Penelitian ini menggunakan jenis penelitian deskriptif karena bertujuan untuk

menggambarkan kondisi objek penelitian, yaitu calon petahana (incumbent)

terkait kekalahan petahana dalam pemilihan kepala daerah tahun 2015 lalu.

Menggunakan pendekatan untuk memahami objek penelitian dengan

berupaya mengetahui tanggapan masyarakat.

Berdasarkan penjelasan di atas, maka hal tersebut sesuai dengan tujuan

penelitian ini dimaksudkan untuk menganalisa kekalahan Petahana dalam

Pilkada Way Kanan tahun 2015, fenomena tersebut di identifikasi melalui

faktor ketidakpercayaan politik, faktor citra kandidat dan kinerja lembaga

yang berkaitan dengan calon petahana seperti kinerja dari tim sukses dalam

menyebabkan tingginya minat politik masyarakat.

Metode kualitatif digunakan dalam pengolahan dan penyajian data dalam

penelitian ini. Menurut Arikunto (2002: 10), penelitian kualitatif adalah

penelitian yang tidak dituntut menggunakan angka, mulai dari pengumpulan

data, penafsiran data, serta penampilan hasilnya. Maka dari itu, pemahaman

akan kesimpulan dari penelitian ini menggunakan olah data wawancara

mendalam sebagai instrumen utama dalam pengumpulan data untuk

menjelaskan kekalahan petahana dalam Pilkada Way Kanan 2015, sehingga

penilitian ini menggunakan metode penelitian eksplanatori kualitatif.

44

B. Definisi Konseptual

Definisi konseptual merupakan definisi akademik atau yang mengandung

pengertian universal untuk suatu kata atau kelompok kata.
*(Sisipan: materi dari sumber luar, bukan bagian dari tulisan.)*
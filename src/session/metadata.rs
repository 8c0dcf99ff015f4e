use std::path::Path;

use crate::error::Result;
use crate::models::{ConversationEntry, EntryType, Session, SessionSource};
use crate::parsers::{MalformedPolicy, ScanControl, scan_entries};

/// Longest first prompt kept in a summary, in characters.
pub const MAX_PROMPT_CHARS: usize = 200;
const ELLIPSIS: &str = "...";

/// Summarize a session file in a single streaming pass.
///
/// `created`, the sidechain flag and the session id come from the first entry, `modified` from
/// the last one, and the prompt from the first `user` entry. Every entry counts toward
/// `message_count`, whatever its type. An empty file gives a zero-count summary with no
/// timestamps. If the first entry has no session id, the file stem is used.
pub fn summarize_session(path: &Path, policy: MalformedPolicy) -> Result<Session> {
    scan_session(path, policy).map(|(session, _)| session)
}

/// Summary plus whether any `user` or `assistant` entry was seen, from the same pass.
pub(crate) fn scan_session(path: &Path, policy: MalformedPolicy) -> Result<(Session, bool)> {
    let mut first: Option<ConversationEntry> = None;
    let mut modified = None;
    let mut first_prompt: Option<String> = None;
    let mut conversation = false;

    let outcome = scan_entries(path, policy, |entry| {
        if first_prompt.is_none() && entry.entry_type == EntryType::User {
            first_prompt = Some(truncate_prompt(&entry.text_content()));
        }
        conversation |= entry.is_conversation();
        modified = entry.parsed_timestamp();
        if first.is_none() {
            first = Some(entry);
        }
        ScanControl::Continue
    })?;

    let mut session = Session {
        id: String::new(),
        project_path: String::new(),
        file_path: path.to_path_buf(),
        first_prompt: first_prompt.unwrap_or_default(),
        summary: String::new(),
        message_count: outcome.visited(),
        created: None,
        modified: None,
        git_branch: String::new(),
        is_sidechain: false,
        source: SessionSource::Scan,
    };

    if let Some(first) = first {
        session.id = first.session_id.clone();
        session.is_sidechain = first.is_sidechain;
        session.created = first.parsed_timestamp();
        session.modified = modified;
    }
    if session.id.is_empty()
        && let Some(stem) = path.file_stem()
    {
        session.id = stem.to_string_lossy().into_owned();
    }

    Ok((session, conversation))
}

/// True if the file holds at least one `user` or `assistant` entry.
///
/// Stops reading at the first such entry.
pub fn has_conversation(path: &Path, policy: MalformedPolicy) -> Result<bool> {
    let outcome = scan_entries(path, policy, |entry| {
        if entry.is_conversation() { ScanControl::Stop } else { ScanControl::Continue }
    })?;
    Ok(outcome.was_stopped())
}

/// Cut `text` to [`MAX_PROMPT_CHARS`] characters, marking the cut with `...`.
pub fn truncate_prompt(text: &str) -> String {
    match text.char_indices().nth(MAX_PROMPT_CHARS) {
        Some((cut, _)) => format!("{}{}", &text[..cut], ELLIPSIS),
        None => text.to_string(),
    }
}
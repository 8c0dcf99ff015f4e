//! Data models for Claude Code session stores.
//!
//! - [`ConversationEntry`] - One JSONL record from a session or agent file
//! - [`Session`] - Summary of a top-level conversation, from the index or a full scan
//! - [`SessionIndex`] - Contents of a project's optional `sessions-index.json`
//! - [`AgentTreeNode`] - Reconstructed agent hierarchy of a session
//! - [`ProjectInfo`] - Discovered project directory
//! - [`AgentMatch`] - A session or agent file found by an agent search
//!
//! Lenient field decoding (nullable fields, numeric timestamps) lives in
//! `parsers::deserializers`.

pub mod agent_match;
pub mod entry;
pub mod project;
pub mod session;
pub mod tree;

pub use agent_match::AgentMatch;
pub use entry::{ConversationEntry, EntryType, MessageContent, ToolUse};
pub use project::ProjectInfo;
pub use session::{Session, SessionIndex, SessionIndexEntry, SessionSource};
pub use tree::AgentTreeNode;
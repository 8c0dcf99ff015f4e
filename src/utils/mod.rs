pub mod environment;
pub mod paths;

pub use environment::{CLAUDE_CONFIG_DIR_ENV, get_claude_dir};
pub use paths::{
    StorePaths, agent_id_from_file_name, decode_path, encode_path, format_path_with_tilde,
    is_encoded_path, looks_like_uuid, session_dir_in, session_file_in, session_index_file_in,
};
//! Streaming JSONL reader for session and agent files
//!
//! # Error Handling Strategy
//!
//! Whether a malformed line aborts the read is chosen by the caller through
//! [`MalformedPolicy`]:
//!
//! - **Strict**: the first line that fails to decode ends the stream with
//!   [`HistoryError::MalformedRecord`](crate::error::HistoryError::MalformedRecord), carrying the
//!   file and line number. Materializing a file under this policy either yields every entry or
//!   fails as a whole.
//!
//! - **Skip**: bad lines are logged at debug level and counted, and reading continues. Bulk
//!   operations (session listing, tree building) use this mode.
//!
//! - **Early stop**: a scan callback can return [`ScanControl::Stop`]. The scan then reports
//!   [`ScanOutcome::Stopped`], never an error, and the file is closed before returning.
//!
//! I/O failures (open, read) are always propagated.

pub mod conversation;
pub mod deserializers;

pub use conversation::{
    EntryStream, MalformedPolicy, ScanControl, ScanOutcome, count_entries, read_entries,
    scan_entries,
};
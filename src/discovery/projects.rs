use std::fs;
use std::io::ErrorKind;
use std::path::Path;

use tracing::warn;

use crate::discovery::is_symlink;
use crate::error::{HistoryError, Result};
use crate::models::ProjectInfo;
use crate::session::load_index_if_present;
use crate::utils::paths::{PROJECTS_DIR, decode_path, is_encoded_path};

/// Discover all project directories in `<root>/projects/`
///
/// Only directories whose names are encoded paths count as projects. The original project path is
/// read from the project's `sessions-index.json` when one is readable, otherwise it is decoded
/// from the directory name (lossy).
///
/// Returns an empty Vec if the projects directory doesn't exist (not an error). Results are sorted
/// by encoded name.
///
/// # Errors
///
/// Returns an error if the projects directory exists but cannot be listed. Symlinked project
/// directories are skipped with a warning.
pub fn discover_projects(store_root: &Path) -> Result<Vec<ProjectInfo>> {
    let projects_dir = store_root.join(PROJECTS_DIR);

    let entries = match fs::read_dir(&projects_dir) {
        Ok(entries) => entries,
        Err(e) if e.kind() == ErrorKind::NotFound => return Ok(Vec::new()),
        Err(e) => return Err(HistoryError::io(&projects_dir, e)),
    };

    let mut projects = Vec::new();
    for entry in entries {
        let entry = entry.map_err(|e| HistoryError::io(&projects_dir, e))?;
        let path = entry.path();

        if !path.is_dir() {
            continue;
        }

        let encoded_name = entry.file_name().to_string_lossy().into_owned();
        if !is_encoded_path(&encoded_name) {
            continue;
        }

        if is_symlink(&path) {
            warn!(project = %encoded_name, "Skipping project directory (symlink not allowed)");
            continue;
        }

        let indexed_path = load_index_if_present(&path)
            .and_then(|index| index.project_path().map(|p| p.to_string()));
        let path_from_index = indexed_path.is_some();
        let project_path = match indexed_path {
            Some(p) => p.into(),
            None => decode_path(&encoded_name),
        };

        projects.push(ProjectInfo {
            encoded_name,
            project_path,
            project_dir: path,
            path_from_index,
        });
    }

    projects.sort_by(|a, b| a.encoded_name.cmp(&b.encoded_name));
    Ok(projects)
}
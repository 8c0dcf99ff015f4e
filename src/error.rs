//! Error taxonomy for store access.
//!
//! Bulk operations (listing sessions, building trees) absorb recoverable failures and log them;
//! targeted operations surface one of these variants to the caller.

use std::io;
use std::path::PathBuf;

use thiserror::Error;

pub type Result<T> = std::result::Result<T, HistoryError>;

#[derive(Error, Debug)]
pub enum HistoryError {
    #[error("{kind} not found: {id}")]
    NotFound { kind: ResourceKind, id: String },

    #[error("Malformed record on line {line} of {}: {source}", path.display())]
    MalformedRecord {
        path: PathBuf,
        line: usize,
        #[source]
        source: serde_json::Error,
    },

    #[error("I/O error on {}: {source}", path.display())]
    Io {
        path: PathBuf,
        #[source]
        source: io::Error,
    },

    #[error("Invalid tool-input pattern: {0}")]
    InvalidPattern(#[from] regex::Error),

    #[error("Invalid explored-file glob: {0}")]
    InvalidGlob(#[from] glob::PatternError),

    #[error("Invalid time bound {0:?}: expected RFC 3339 or YYYY-MM-DD")]
    InvalidTimeBound(String),

    #[error("Ambiguous {kind} prefix {prefix:?} matches {}: {}", candidates.len(), candidates.join(", "))]
    AmbiguousPrefix { kind: ResourceKind, prefix: String, candidates: Vec<String> },

    #[error("Could not determine home directory")]
    HomeDirUnavailable,
}

/// Which kind of store resource a lookup was aimed at.
#[derive(Debug, Clone, Copy, PartialEq, Eq)]
pub enum ResourceKind {
    Project,
    Session,
    Agent,
}

impl std::fmt::Display for ResourceKind {
    fn fmt(&self, f: &mut std::fmt::Formatter<'_>) -> std::fmt::Result {
        let name = match self {
            ResourceKind::Project => "Project",
            ResourceKind::Session => "Session",
            ResourceKind::Agent => "Agent",
        };
        f.write_str(name)
    }
}

impl HistoryError {
    pub(crate) fn io(path: impl Into<PathBuf>, source: io::Error) -> Self {
        HistoryError::Io { path: path.into(), source }
    }

    pub(crate) fn not_found(kind: ResourceKind, id: impl Into<String>) -> Self {
        HistoryError::NotFound { kind, id: id.into() }
    }

    pub fn is_not_found(&self) -> bool {
        matches!(self, HistoryError::NotFound { .. })
    }
}
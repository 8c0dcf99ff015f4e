use std::collections::HashMap;

use regex::Regex;

use super::options::FilterOptions;
use crate::error::Result;
use crate::models::{ConversationEntry, EntryType, ToolUse};

/// [`FilterOptions`] prepared for repeated matching: tool names lowercased, pattern compiled.
#[derive(Debug)]
pub struct EntryFilter<'a> {
    options: &'a FilterOptions,
    tools: Vec<String>,
    pattern: Option<Regex>,
}

impl<'a> EntryFilter<'a> {
    /// # Errors
    ///
    /// Returns [`HistoryError::InvalidPattern`](crate::error::HistoryError::InvalidPattern) if
    /// the tool-input pattern is not a valid regex.
    pub fn new(options: &'a FilterOptions) -> Result<Self> {
        let pattern = if options.tool_pattern.is_empty() {
            None
        } else {
            Some(Regex::new(&options.tool_pattern)?)
        };
        let tools = options.tools.iter().map(|t| t.to_lowercase()).collect();
        Ok(Self { options, tools, pattern })
    }

    /// True when the entry satisfies every active constraint.
    pub fn matches(&self, entry: &ConversationEntry) -> bool {
        let opts = self.options;

        if !opts.types.is_empty() && !opts.types.contains(&entry.entry_type) {
            return false;
        }

        if !opts.agent_id.is_empty() && entry.agent_id != opts.agent_id {
            return false;
        }

        if opts.has_time_window() {
            let Some(ts) = entry.parsed_timestamp() else {
                return false;
            };
            if opts.start.is_some_and(|start| ts < start) || opts.end.is_some_and(|end| ts > end) {
                return false;
            }
        }

        if self.tools.is_empty() && self.pattern.is_none() {
            return true;
        }

        let tool_uses = entry.tool_uses();
        if !self.tools.is_empty()
            && !tool_uses.iter().any(|tool| self.tools.contains(&tool.name.to_lowercase()))
        {
            return false;
        }
        if let Some(pattern) = &self.pattern
            && !tool_uses.iter().any(|tool| tool_input_matches(pattern, tool))
        {
            return false;
        }

        true
    }
}

/// True when `pattern` finds a match in the tool's serialized input.
///
/// A tool use without input has nothing to search and never matches.
pub(crate) fn tool_input_matches(pattern: &Regex, tool: &ToolUse) -> bool {
    !tool.input.is_null() && pattern.is_match(&tool.serialized_input())
}

/// Keep the entries that satisfy every active constraint, in their original order.
///
/// Both time bounds are inclusive. When a time bound is set, entries whose timestamp doesn't
/// parse are dropped; otherwise timestamps are not looked at.
pub fn apply_filters(
    entries: Vec<ConversationEntry>,
    options: &FilterOptions,
) -> Result<Vec<ConversationEntry>> {
    if options.is_empty() {
        return Ok(entries);
    }

    let filter = EntryFilter::new(options)?;
    Ok(entries.into_iter().filter(|entry| filter.matches(entry)).collect())
}

/// Number of entries per type, sorted by type name.
pub fn count_by_type(entries: &[ConversationEntry]) -> Vec<(EntryType, usize)> {
    let mut counts: HashMap<&EntryType, usize> = HashMap::new();
    for entry in entries {
        *counts.entry(&entry.entry_type).or_insert(0) += 1;
    }

    let mut counts: Vec<(EntryType, usize)> =
        counts.into_iter().map(|(kind, n)| (kind.clone(), n)).collect();
    counts.sort_by(|a, b| a.0.as_str().cmp(b.0.as_str()));
    counts
}
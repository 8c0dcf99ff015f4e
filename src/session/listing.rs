use std::cmp::Ordering;
use std::path::Path;

use tracing::{debug, warn};

use crate::config::IndexTrust;
use crate::discovery::list_session_files;
use crate::error::{HistoryError, ResourceKind, Result};
use crate::models::{Session, SessionIndex};
use crate::parsers::MalformedPolicy;
use crate::session::index::{load_index_if_present, usable_record};
use crate::session::metadata::{scan_session, summarize_session};
use crate::utils::paths::session_file_in;

/// How sessions are resolved: malformed-line handling for scans, and index trust.
#[derive(Debug, Clone, Copy, PartialEq, Eq, Default)]
pub struct ResolveOptions {
    pub malformed: MalformedPolicy,
    pub index_trust: IndexTrust,
}

/// Summary for one session file: the index record when usable, a full scan otherwise.
///
/// The returned id is always `session_id`, whatever the file's records say.
pub fn resolve_session(
    session_file: &Path,
    session_id: &str,
    index: Option<&SessionIndex>,
    options: ResolveOptions,
) -> Result<Session> {
    if let Some(record) = usable_record(index, session_id, session_file, options.index_trust) {
        return Ok(record.to_session(session_file.to_path_buf()));
    }

    let mut session = summarize_session(session_file, options.malformed)?;
    session.id = session_id.to_string();
    Ok(session)
}

/// All sessions of a project, newest first.
///
/// Best effort: a file that can't be read is skipped with a warning, and scanned sessions without
/// any user or assistant entry are left out. Sessions served from the index are kept as-is.
/// Ties on modified time (including missing times, which sort last) are broken by id.
pub fn list_sessions(project_dir: &Path, options: ResolveOptions) -> Result<Vec<Session>> {
    let index = load_index_if_present(project_dir);
    let files = list_session_files(project_dir)?;

    let mut sessions = Vec::with_capacity(files.len());
    for (session_id, path) in files {
        if let Some(record) =
            usable_record(index.as_ref(), &session_id, &path, options.index_trust)
        {
            sessions.push(record.to_session(path));
            continue;
        }

        match scan_session(&path, options.malformed) {
            Ok((mut session, true)) => {
                session.id = session_id;
                sessions.push(session);
            }
            Ok((_, false)) => {
                debug!(session = %session_id, "Skipping session without conversation");
            }
            Err(e) => warn!(session = %session_id, error = %e, "Skipping unreadable session"),
        }
    }

    sessions.sort_by(newest_first);
    Ok(sessions)
}

/// Summary of one named session. Unlike [`list_sessions`], failures are returned.
pub fn find_session(
    project_dir: &Path,
    session_id: &str,
    options: ResolveOptions,
) -> Result<Session> {
    let path = session_file_in(project_dir, session_id);
    if !path.is_file() {
        return Err(HistoryError::not_found(ResourceKind::Session, session_id));
    }
    let index = load_index_if_present(project_dir);
    resolve_session(&path, session_id, index.as_ref(), options)
}

fn newest_first(a: &Session, b: &Session) -> Ordering {
    match (a.modified, b.modified) {
        (Some(x), Some(y)) => y.cmp(&x),
        (Some(_), None) => Ordering::Less,
        (None, Some(_)) => Ordering::Greater,
        (None, None) => Ordering::Equal,
    }
    .then_with(|| a.id.cmp(&b.id))
}
use anyhow::Result;

fn main() -> Result<()> {
    claude_history::cli::run()
}
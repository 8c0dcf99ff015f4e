use std::path::PathBuf;

use serde::Serialize;

/// A node in a session's agent hierarchy.
///
/// The root stands for the session itself: its `agent_id` is empty and it carries the
/// `session_id`. Every other node is an agent file; its children are the agents it spawned.
#[derive(Debug, Clone, PartialEq, Eq, Serialize)]
#[serde(rename_all = "camelCase")]
pub struct AgentTreeNode {
    #[serde(skip_serializing_if = "String::is_empty")]
    pub agent_id: String,
    #[serde(skip_serializing_if = "String::is_empty")]
    pub session_id: String,
    #[serde(skip_serializing_if = "String::is_empty")]
    pub agent_type: String,
    pub entry_count: usize,
    pub file_path: PathBuf,
    #[serde(skip_serializing_if = "Vec::is_empty")]
    pub children: Vec<AgentTreeNode>,
}

impl AgentTreeNode {
    pub fn root(session_id: impl Into<String>, file_path: PathBuf, entry_count: usize) -> Self {
        Self {
            agent_id: String::new(),
            session_id: session_id.into(),
            agent_type: String::new(),
            entry_count,
            file_path,
            children: Vec::new(),
        }
    }

    pub fn is_root(&self) -> bool {
        self.agent_id.is_empty()
    }

    /// Number of nodes below this one, at any depth.
    pub fn descendant_count(&self) -> usize {
        let mut count = 0;
        let mut stack: Vec<&AgentTreeNode> = self.children.iter().collect();
        while let Some(node) = stack.pop() {
            count += 1;
            stack.extend(node.children.iter());
        }
        count
    }

    /// Depth-first search for an agent by id.
    pub fn find(&self, agent_id: &str) -> Option<&AgentTreeNode> {
        let mut stack = vec![self];
        while let Some(node) = stack.pop() {
            if node.agent_id == agent_id {
                return Some(node);
            }
            stack.extend(node.children.iter());
        }
        None
    }

    /// Sort children by agent id at every level, for stable rendering.
    pub fn sort_children_by_id(&mut self) {
        let mut stack = vec![self];
        while let Some(node) = stack.pop() {
            node.children.sort_by(|a, b| a.agent_id.cmp(&b.agent_id));
            stack.extend(node.children.iter_mut());
        }
    }
}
Pemaknaan dari

konsep yang digunakan, sehingga mempermudah peneliti untuk

mengoperasioanalkan konsep tersebut di lapangan. Adapun definisi

konseptual dari penelitian ini adalah :

1) Mengetahui penyebab kekalahan petahana, maksudnya dimana penelitian

ini melihat dari sisi penilaian atau tanggapan/persepsi masyarakat

terhadap calon petahana dan dinilai dari sikap calon petahana

berdasarkan pengetahuan masyarakat.

2) Menurut Prihatmoko Pilkada langsung, dinilai sebagai perwujudan

pengembalian “hak-hak dasar” masyarakat di daerah dengan memberikan

kewenangan yang utuh, dalam rangka rekrutmen pimpinan daerah

sehingga mendimanisir kehidupan demokrasi tingkat lokal. Keberhasilan

pilkada langsung, untuk melahirkan kepemimpinan daerah yang

demokratis sesuai kehendak dan tuntutan rakyat, sangat tergantung pada

kritisisme dan rasionalitas rakyat sendiri.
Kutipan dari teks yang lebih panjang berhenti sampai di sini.